It should surprise no one that India’s space agency is ready and eager to launch its own human spaceflight program. The country has well-developed space capabilities and long ago demonstrated the ability to build sophisticated launch vehicles and satellites.

With a booming economy, a high-tech work force and a burgeoning middle class, India appears to have the resources it needs to fulfill the ambitions of the Indian Space Research Organisation (ISRO) to launch astronauts into orbit by 2014 and land an Indian national on the Moon by 2020.

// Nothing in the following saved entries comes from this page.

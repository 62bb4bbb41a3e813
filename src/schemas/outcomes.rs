//! Plan and outcome types flowing from selection through install and verification.

use crate::schemas::detection::{InstalledVersion, ProfileState};
use crate::schemas::targets::{InstallTarget, TargetKind};
use crate::schemas::versions::VersionInfo;
use std::fmt;

/// One (target, profile?) pair. The smallest thing that can succeed or fail on its own.
#[derive(Debug, Clone, PartialEq)]
pub struct UpdateUnit {
    pub target: InstallTarget,
    pub invocation: String,
    /// `None` for targets that are not profile-aware.
    pub profile: Option<ProfileState>,
    pub installed: InstalledVersion,
}

impl UpdateUnit {
    /// Human-readable unit name, e.g. `Cursor [work]` or `prettier CLI`.
    pub fn label(&self) -> String {
        match &self.profile {
            Some(profile) => format!("{} [{}]", self.target.display_name, profile.id),
            None => self.target.display_name.clone(),
        }
    }

    /// True for profiles reached by fanout rather than by the primary install command.
    pub fn is_fanout(&self) -> bool {
        self.profile.as_ref().is_some_and(|p| !p.is_default)
    }
}

impl fmt::Display for UpdateUnit {
    fn fmt(&self, f: &mut fmt::Formatter<'_>) -> fmt::Result {
        write!(f, "{}", self.label())
    }
}

/// Units sharing one desired version. Every unit of a plan has the same target kind,
/// so a plan needs at most one artifact.
#[derive(Debug, Clone)]
pub struct UpdatePlan {
    pub kind: TargetKind,
    pub desired: VersionInfo,
    pub units: Vec<UpdateUnit>,
}

#[derive(Debug, Clone, Copy, PartialEq, Eq)]
pub enum InstallStatus {
    Succeeded,
    Failed,
    Skipped,
}

impl fmt::Display for InstallStatus {
    fn fmt(&self, f: &mut fmt::Formatter<'_>) -> fmt::Result {
        match self {
            InstallStatus::Succeeded => write!(f, "succeeded"),
            InstallStatus::Failed => write!(f, "failed"),
            InstallStatus::Skipped => write!(f, "skipped"),
        }
    }
}

#[derive(Debug, Clone)]
pub struct InstallOutcome {
    pub unit: UpdateUnit,
    pub status: InstallStatus,
    pub detail: Option<String>,
    pub attempts: u32,
}

impl InstallOutcome {
    pub fn succeeded(unit: &UpdateUnit, detail: impl Into<String>) -> Self {
        InstallOutcome {
            unit: unit.clone(),
            status: InstallStatus::Succeeded,
            detail: Some(detail.into()),
            attempts: 1,
        }
    }

    pub fn failed(unit: &UpdateUnit, detail: impl Into<String>, attempts: u32) -> Self {
        InstallOutcome {
            unit: unit.clone(),
            status: InstallStatus::Failed,
            detail: Some(detail.into()),
            attempts,
        }
    }

    pub fn skipped(unit: &UpdateUnit, detail: impl Into<String>) -> Self {
        InstallOutcome {
            unit: unit.clone(),
            status: InstallStatus::Skipped,
            detail: Some(detail.into()),
            attempts: 0,
        }
    }
}

#[derive(Debug, Clone)]
pub struct VerificationOutcome {
    pub unit: UpdateUnit,
    pub verified: bool,
    pub observed: InstalledVersion,
    pub attempts: u32,
}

That proposal, which was quietly presented to Indian Prime Minister Manmohan Singh Oct. 17, seems likely to get strong backing from the government when the budget is set next year. India’s President, A.P.J. Abdul Kalam, is a scientist who previously worked at ISRO, and Singh thought enough of the idea that he urged ISRO Chairman Gopalan Madhavan Nair to present it to a cross section of the Indian scientific community at a meeting Nov. 7 in Bangalore. They unanimously endorsed the proposal.

For more than the past decade, India has made its space program a budget priority. While the largest space agencies around the world were getting flat budgets or enduring budget cuts, ISRO has consistently received double-digit increases.

To be certain, India’s ambitions have roots in the country’s decades-old rivalry with China. In fact, as China moved into final preparations to launch its first astronaut in 2003, India began working on a recoverable space capsule. ISRO intends to validate its re-entry technology in January, when it plans to launch the first of those capsules into orbit, then return it to Earth for recovery after an ocean landing.

A manned spaceflight program marks a very big step for India, which traditionally has kept its space program very focused on practical applications on Earth. ISRO has a wealth of experience building and operating communications, weather and environmental monitoring spacecraft, for example.

Adding an expensive human spaceflight program to ISRO’s portfolio is bound to be controversial despite the strong backing of top government leaders. Some prominent Indians believe the program should stay focused on traditional areas that provide direct benefits to the public.

Others are concerned that despite India’s demonstrated prowess in space, missions to the Moon might be a bit beyond the country’s reach over the next two decades and thus will require international collaboration.

Collaboration, though, is not ISRO’s goal. Current and former ISRO officials said in interviews that the country stands to benefit the most if it develops its human spaceflight program largely with its own resources. India has long-emphasized self sufficiency in space activities; it has spent millions of dollars developing its own rockets, for example, when it would have been far cheaper to purchase foreign launch services.

ISRO recently demonstrated an indigenously developed cryogenic upper stage for its Geostationary Satellite Launch Vehicle, which to date has utilized Russian-supplied engines. India embarked on this solo development path after U.S. proliferation concerns led Russia to back out of an agreement to provide technical assistance.

India has shown it is ready to take the next step. It is a tangible sign of the country’s growing importance in the world and the government should approve the creation of a human spaceflight program. Though ambitious, it is certainly within India’s reach — perhaps even on the ambitious schedule envisioned by ISRO.

But while India should develop its own technology, the country’s emergence as yet another player in human spaceflight is one more reason why the spacefaring nations of the world should sit down soon and figure out ways to make sure that they minimize duplication of effort.

In a speech in Washington last year, NASA Administrator Mike Griffin said his agency planned to provide the superhighway to the Moon and suggested that other nations figure out missions that they could accomplish once they headed down that highway’s off ramps.

With India, China and the United States all setting their sites on the Moon, the result could be the construction of multiple highways to the same place, with little money left over to do anything once explorers begin arriving. Now would be a good time for the spacefaring nations of the world, including Europe and Russia, to sit down and begin exploring whether they might be able to work more closely together to make the common endeavor more worthwhile.